Parbury was born at Borehamwood in Hertfordshire and, between 1920 and 1924, studied at the Slade School of Fine Art in London where her teachers included the sculptor James Havard Thomas. Parbury went on produce portrait works and figures, mainly working in bronze, but also other materials. Among her portrait sculptures are figures of Field Marshal Sir Gerald Templer, Sir Vivian Fuchs and Dame Sybil Thorndike.

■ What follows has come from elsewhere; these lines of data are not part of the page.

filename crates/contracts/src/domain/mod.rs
pub mod a001_reservation;
pub mod a002_selected_product;
use std::path::PathBuf;
use tracing_subscriber::{layer::SubscriberExt, util::SubscriberInitExt};

/// Инициализация системы трассировки (tracing)
///
/// Логи пишутся в:
/// - stdout (с цветами)
/// - logs/backend.log рядом с исполняемым файлом (без цветов)
///
/// Уровень берётся из `RUST_LOG`, по умолчанию `info`.
pub fn initialize() -> anyhow::Result<()> {
    let log_dir = log_directory();
    std::fs::create_dir_all(&log_dir)
        .map_err(|e| anyhow::anyhow!("Cannot create log directory {}: {}", log_dir.display(), e))?;

    let log_file_path = log_dir.join("backend.log");
    let log_file = std::fs::OpenOptions::new()
        .create(true)
        .append(true)
        .open(&log_file_path)
        .map_err(|e| anyhow::anyhow!("Cannot open log file {}: {}", log_file_path.display(), e))?;

    let log_level = std::env::var("RUST_LOG").unwrap_or_else(|_| "info,tower_http=warn".into());

    tracing_subscriber::registry()
        .with(tracing_subscriber::EnvFilter::new(&log_level))
        .with(tracing_subscriber::fmt::layer())
        .with(
            tracing_subscriber::fmt::layer()
                .with_writer(std::sync::Arc::new(log_file))
                .with_ansi(false),
        )
        .init();

    tracing::info!(
        "Logging initialized: level '{}', file {}",
        log_level,
        log_file_path.display()
    );
    Ok(())
}

fn log_directory() -> PathBuf {
    std::env::current_exe()
        .ok()
        .and_then(|exe| exe.parent().map(|dir| dir.join("logs")))
        .unwrap_or_else(|| PathBuf::from("target").join("logs"))
}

Parbury created a number of large sculptures for British churches. Her largest work was a sculpture group of several figures, The Risen Christ, for an exterior wall of the church of St Michael and All Angels at Bemerton in Wiltshire. The work consists of a Christ figure with two angels and symbols representing the choir of angels. In 1958, Parbury produced an eight foot Madonna and Child for St Mary's in West Twyford in London and the following year created four sculptures of angels for St Columba's Church in Sutton Coldfield. Her 1961 large figure of Saint Aidan is on the facade of the Church of Saint Aidan of Lindisfarne in East Acton. Parbury also created a concrete statue of Aidan for the island of Lindisfarne in 1958. Other examples of her work are in churches in Canada, Ireland and Nigeria and in museums in New Zealand and Ohio.

Throughout her career, Parbury exhibited with the Royal Society of British Sculptors and was elected a Fellow of that body in 1966. She also exhibited with the Society of Women Artists and the Royal Scottish Academy. With Josefina de Vasconcellos, Parbury organised an exhibition of Christian art, The Gospel in Sculpture, at St John's Wood in London during 1955. Parbury also wrote a book on the Lindisfarne saints. For many years Parbury lived on Lindisfarne, having previously lived in London and Edinburgh.